Task forces and freedom enoble the human soul, and noble souls get
more work done. My objection to committees for VFC is a practical one,
based on their past abuses and performance relative to task forces and
inspired individuals. Are folks familiar with that great cartoon "Hold
a Meeting?" :
Are you lonely? Hate having to make decisions? Rather talk about it
than do it? Want to pass the buck? HOLD A MEETING! Sharpen your skills
in meaningless verbal interaction. Learn to off-load decisions. Write
volumes of meaningless rhetoric. Feel important, impress your
colleagues. Catch up on your sleep. AND ALL ON WORK TIME! Meetings:
the practical alternative to work.
Concern for the abuse of committees as a way to avoid real work is
deeply embedded in current philosophies of policy governance, used by
all three other Portland-area cooperatives, and addressed quite
succinctly by John and Miriam Mayhew Carver.
--- BEGIN QUOTE ---
If your board is to govern as a group and speak with one voice, it
must avoid some time-honored practices with regard to officers and
committees....
Traditionally, we have learned to speak of boards and committees much
as we speak of peaches and cream or horses and carriages; they go
together. People have a hard time conceiving of a board without
committees. This is regrettable. Some boards never need a committee
and, in any event, there is *no* committee that is generically
necessary to governance.

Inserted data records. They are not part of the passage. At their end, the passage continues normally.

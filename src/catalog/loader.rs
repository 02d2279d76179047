//! Catalog discovery, compilation and loading
//!
//! Sources follow the classic gettext layout:
//! `{root}/{locale}/LC_MESSAGES/{domain}.po`, with the compiled catalog
//! next to it as `{domain}.mo`. Only compiled catalogs are loaded; when
//! compilation is enabled, stale `.mo` files are rebuilt first.

use std::path::{Path, PathBuf};
use std::time::SystemTime;

use tokio::fs;
use tracing::{debug, info, warn};

use super::message_catalog::MessageCatalog;
use super::store::CatalogStore;
use super::{mo, po};
use crate::config::TranslationsConfig;
use crate::i18n::locale::LocaleKey;
use crate::utils::errors::Result;
use crate::utils::logging::{log_catalog_loaded, log_source_skipped};

const MESSAGES_DIR: &str = "LC_MESSAGES";

/// A `.po` file found under a translation root
#[derive(Debug, Clone, PartialEq, Eq)]
pub struct TranslationSource {
    pub locale: String,
    pub domain: String,
    pub path: PathBuf,
}

impl TranslationSource {
    /// Where the compiled catalog lives
    pub fn compiled_path(&self) -> PathBuf {
        self.path.with_extension("mo")
    }
}

/// List every `.po` file under `{root}/{locale}/LC_MESSAGES/`, sorted
pub async fn iter_translation_sources(root: &Path) -> Result<Vec<TranslationSource>> {
    let mut sources = Vec::new();
    let mut locales = fs::read_dir(root).await?;

    while let Some(locale_dir) = locales.next_entry().await? {
        // Follows symlinks
        match fs::metadata(locale_dir.path()).await {
            Ok(metadata) if metadata.is_dir() => {}
            Ok(_) => continue,
            Err(e) => {
                log_source_skipped(&locale_dir.path(), &e.to_string());
                continue;
            }
        }
        let Some(locale) = locale_dir.file_name().to_str().map(str::to_string) else {
            log_source_skipped(&locale_dir.path(), "locale directory name is not UTF-8");
            continue;
        };

        let messages_dir = locale_dir.path().join(MESSAGES_DIR);
        let mut files = match fs::read_dir(&messages_dir).await {
            Ok(files) => files,
            Err(e) if e.kind() == std::io::ErrorKind::NotFound => {
                debug!(locale = %locale, "No {} directory", MESSAGES_DIR);
                continue;
            }
            Err(e) => return Err(e.into()),
        };

        while let Some(file) = files.next_entry().await? {
            let path = file.path();
            if path.extension().and_then(|e| e.to_str()) != Some("po") {
                continue;
            }
            let Some(domain) = path.file_stem().and_then(|s| s.to_str()).map(str::to_string) else {
                log_source_skipped(&path, "domain name is not UTF-8");
                continue;
            };
            sources.push(TranslationSource {
                locale: locale.clone(),
                domain,
                path,
            });
        }
    }

    sources.sort_by(|a, b| a.path.cmp(&b.path));
    Ok(sources)
}

async fn modified(path: &Path) -> std::io::Result<SystemTime> {
    fs::metadata(path).await?.modified()
}

/// Create or refresh `mo_path` from `po_path` when the source is newer.
///
/// Returns `None` when file times cannot be read. Parse and write
/// failures are returned as errors.
pub async fn compile_if_stale(po_path: &Path, mo_path: &Path) -> Result<Option<PathBuf>> {
    let po_mtime = match modified(po_path).await {
        Ok(mtime) => mtime,
        Err(e) => {
            log_source_skipped(po_path, &e.to_string());
            return Ok(None);
        }
    };

    let mo_mtime = match fs::try_exists(mo_path).await? {
        true => match modified(mo_path).await {
            Ok(mtime) => mtime,
            Err(e) => {
                log_source_skipped(mo_path, &e.to_string());
                return Ok(None);
            }
        },
        false => SystemTime::UNIX_EPOCH,
    };

    if po_mtime > mo_mtime {
        let catalog = po::read(po_path).await?;
        if let Err(e) = fs::write(mo_path, mo::to_bytes(&catalog)).await {
            warn!(po = %po_path.display(), mo = %mo_path.display(), error = %e, "Error while compiling catalog");
            return Err(e.into());
        }
        debug!(po = %po_path.display(), mo = %mo_path.display(), "Compiled catalog");
    }

    Ok(Some(mo_path.to_path_buf()))
}

fn domain_allowed(restrict: Option<&[String]>, domain: &str) -> bool {
    match restrict {
        Some(domains) => domains.iter().any(|d| d == domain),
        None => true,
    }
}

/// List compiled catalogs under a root, compiling first when asked.
///
/// Sources outside `restrict` are dropped before anything is compiled.
pub async fn iter_translation_files(
    root: &Path,
    compile: bool,
    restrict: Option<&[String]>,
) -> Result<Vec<(TranslationSource, PathBuf)>> {
    let mut files = Vec::new();

    for source in iter_translation_sources(root).await? {
        if !domain_allowed(restrict, &source.domain) {
            debug!(domain = %source.domain, path = %source.path.display(), "Domain not requested, skipping");
            continue;
        }
        let mo_path = source.compiled_path();
        if compile {
            if let Some(compiled) = compile_if_stale(&source.path, &mo_path).await? {
                files.push((source, compiled));
            }
        } else if fs::try_exists(&mo_path).await? {
            files.push((source, mo_path));
        } else {
            warn!("File {} does not have a compiled version.", source.path.display());
        }
    }

    Ok(files)
}

/// Builds a [`CatalogStore`] from translation roots
#[derive(Debug, Clone, Default)]
pub struct CatalogLoader {
    sources: Vec<PathBuf>,
    compile: bool,
    restrict: Option<Vec<String>>,
}

impl CatalogLoader {
    /// Create a loader over the given roots
    pub fn new<P: Into<PathBuf>>(sources: impl IntoIterator<Item = P>) -> Self {
        Self {
            sources: sources.into_iter().map(Into::into).collect(),
            compile: false,
            restrict: None,
        }
    }

    /// Create a loader from configuration
    pub fn from_config(config: &TranslationsConfig) -> Self {
        Self {
            sources: config.sources.iter().map(PathBuf::from).collect(),
            compile: config.compile,
            restrict: config.restrict.clone(),
        }
    }

    /// Compile stale `.po` files before loading
    pub fn compile(mut self, compile: bool) -> Self {
        self.compile = compile;
        self
    }

    /// Only load the named domains
    pub fn restrict<S: Into<String>>(mut self, domains: impl IntoIterator<Item = S>) -> Self {
        self.restrict = Some(domains.into_iter().map(Into::into).collect());
        self
    }

    /// Load every compiled catalog into a fresh store.
    ///
    /// Missing roots and uncompiled sources are skipped with a warning.
    /// Malformed catalogs abort the load. A later root overrides an
    /// earlier one for the same domain and locale.
    pub async fn load(&self) -> Result<CatalogStore<MessageCatalog>> {
        let mut store = CatalogStore::new();
        let mut loaded = 0usize;

        for root in &self.sources {
            if !fs::try_exists(root).await? {
                log_source_skipped(root, "translation root not found");
                continue;
            }

            for (source, mo_path) in iter_translation_files(root, self.compile, self.restrict.as_deref()).await? {
                let catalog = mo::read(&mo_path).await?;
                log_catalog_loaded(&source.domain, &source.locale, &mo_path, catalog.len());

                let locale = LocaleKey::parse(&source.locale);
                if store.insert(&source.domain, locale, catalog).is_some() {
                    warn!(domain = %source.domain, locale = %source.locale,
                          path = %mo_path.display(), "Catalog overrides an earlier source");
                }
                loaded += 1;
            }
        }

        info!(catalogs = loaded, domains = store.domains().len(), "Translation store loaded");
        Ok(store)
    }
}

#[cfg(test)]
mod tests {
    use super::*;
    use tempfile::TempDir;

    async fn write_po(root: &Path, locale: &str, domain: &str, body: &str) -> PathBuf {
        let dir = root.join(locale).join(MESSAGES_DIR);
        fs::create_dir_all(&dir).await.unwrap();
        let path = dir.join(format!("{}.po", domain));
        fs::write(&path, body).await.unwrap();
        path
    }

    #[tokio::test]
    async fn test_sources_follow_gettext_layout() {
        let tmp = TempDir::new().unwrap();
        write_po(tmp.path(), "fr", "test", "").await;
        write_po(tmp.path(), "fr_CA", "test", "").await;
        fs::write(tmp.path().join("README"), "not a locale").await.unwrap();
        fs::create_dir_all(tmp.path().join("de")).await.unwrap();
        fs::write(tmp.path().join("fr").join(MESSAGES_DIR).join("notes.txt"), "").await.unwrap();

        let sources = iter_translation_sources(tmp.path()).await.unwrap();
        let found: Vec<(&str, &str)> = sources
            .iter()
            .map(|s| (s.locale.as_str(), s.domain.as_str()))
            .collect();
        assert_eq!(found, vec![("fr", "test"), ("fr_CA", "test")]);
        assert!(sources[0].compiled_path().ends_with("fr/LC_MESSAGES/test.mo"));
    }

    #[tokio::test]
    async fn test_compile_writes_then_reuses() {
        let tmp = TempDir::new().unwrap();
        let po_path = write_po(tmp.path(), "fr", "test", "msgid \"tap\"\nmsgstr \"robinet\"\n").await;
        let mo_path = po_path.with_extension("mo");

        let compiled = compile_if_stale(&po_path, &mo_path).await.unwrap();
        assert_eq!(compiled.as_deref(), Some(mo_path.as_path()));
        let catalog = mo::read(&mo_path).await.unwrap();
        assert_eq!(catalog.gettext("tap"), Some("robinet"));

        // Up to date: a second call leaves the file alone.
        let before = modified(&mo_path).await.unwrap();
        compile_if_stale(&po_path, &mo_path).await.unwrap();
        assert_eq!(modified(&mo_path).await.unwrap(), before);
    }

    #[tokio::test]
    async fn test_compile_missing_source_is_skipped() {
        let tmp = TempDir::new().unwrap();
        let po_path = tmp.path().join("missing.po");
        let compiled = compile_if_stale(&po_path, &po_path.with_extension("mo")).await.unwrap();
        assert!(compiled.is_none());
    }

    #[tokio::test]
    async fn test_uncompiled_sources_are_not_loaded() {
        let tmp = TempDir::new().unwrap();
        write_po(tmp.path(), "fr", "test", "msgid \"tap\"\nmsgstr \"robinet\"\n").await;

        let store = CatalogLoader::new([tmp.path()]).load().await.unwrap();
        assert!(store.is_empty());
    }

    #[tokio::test]
    async fn test_restrict_filters_domains() {
        let tmp = TempDir::new().unwrap();
        write_po(tmp.path(), "fr", "test", "msgid \"tap\"\nmsgstr \"robinet\"\n").await;
        write_po(tmp.path(), "fr", "other", "msgid \"tap\"\nmsgstr \"robinet\"\n").await;

        let store = CatalogLoader::new([tmp.path()])
            .compile(true)
            .restrict(["test"])
            .load()
            .await
            .unwrap();
        assert_eq!(store.domains(), vec!["test"]);
    }

    #[tokio::test]
    async fn test_restricted_out_domains_are_not_compiled() {
        let tmp = TempDir::new().unwrap();
        write_po(tmp.path(), "fr", "test", "msgid \"tap\"\nmsgstr \"robinet\"\n").await;
        let broken = write_po(tmp.path(), "fr", "other", "msgid \"tap\"\nmsgstr \"broken\n").await;

        let store = CatalogLoader::new([tmp.path()])
            .compile(true)
            .restrict(["test"])
            .load()
            .await
            .unwrap();
        assert_eq!(store.domains(), vec!["test"]);
        assert!(!broken.with_extension("mo").exists());
    }

    #[cfg(unix)]
    #[tokio::test]
    async fn test_symlinked_locale_directories_are_followed() {
        let tmp = TempDir::new().unwrap();
        let real = TempDir::new().unwrap();
        write_po(real.path(), "fr", "test", "").await;
        std::os::unix::fs::symlink(real.path().join("fr"), tmp.path().join("fr")).unwrap();

        let sources = iter_translation_sources(tmp.path()).await.unwrap();
        assert_eq!(sources.len(), 1);
        assert_eq!(sources[0].locale, "fr");
        assert_eq!(sources[0].domain, "test");

        std::os::unix::fs::symlink(tmp.path().join("gone"), tmp.path().join("de")).unwrap();
        let sources = iter_translation_sources(tmp.path()).await.unwrap();
        assert_eq!(sources.len(), 1);
    }

    #[tokio::test]
    async fn test_missing_root_is_skipped() {
        let tmp = TempDir::new().unwrap();
        let store = CatalogLoader::new([tmp.path().join("nowhere")])
            .compile(true)
            .load()
            .await
            .unwrap();
        assert!(store.is_empty());
    }
}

Moreover, people often have a clearer, albeit
misinformed notion of what certain familiar committees should do than
they have of what the board should do. yet, since a committee is a
subpart of the board, the role or even the need for any committee
cannot possibly be determined until the role of the board as a whole
has been decided.....
If your board has decided to use Policy Governance it should:
- Create no office or committee position for the purpose of helping,
advising, instructing, or exercising responsibility for or authority
over any aspect of organization that has been delegated to the
[general manager or operations officer].
- Use committees, if it wishes, to help the board with parts of its
job.
- Allow no committee to be a board-within-the-board
- Create committees that last as long as the job the committee has to
do, but no longer.
- Be clear about the product the board is requiring from the committee
(for example, advice to the board or a set of options for board
action).
- Be clear about the resources the committee is authorized to use (for
example, money or staff time)
- Use the expertise of board members to inform but not substitute for
board wisdom.
- From pp. 51-52 of Carver and Carver's 1997 book Reinventing Your
Board: A Step-By-Step Guide to Implementing Policy Governance.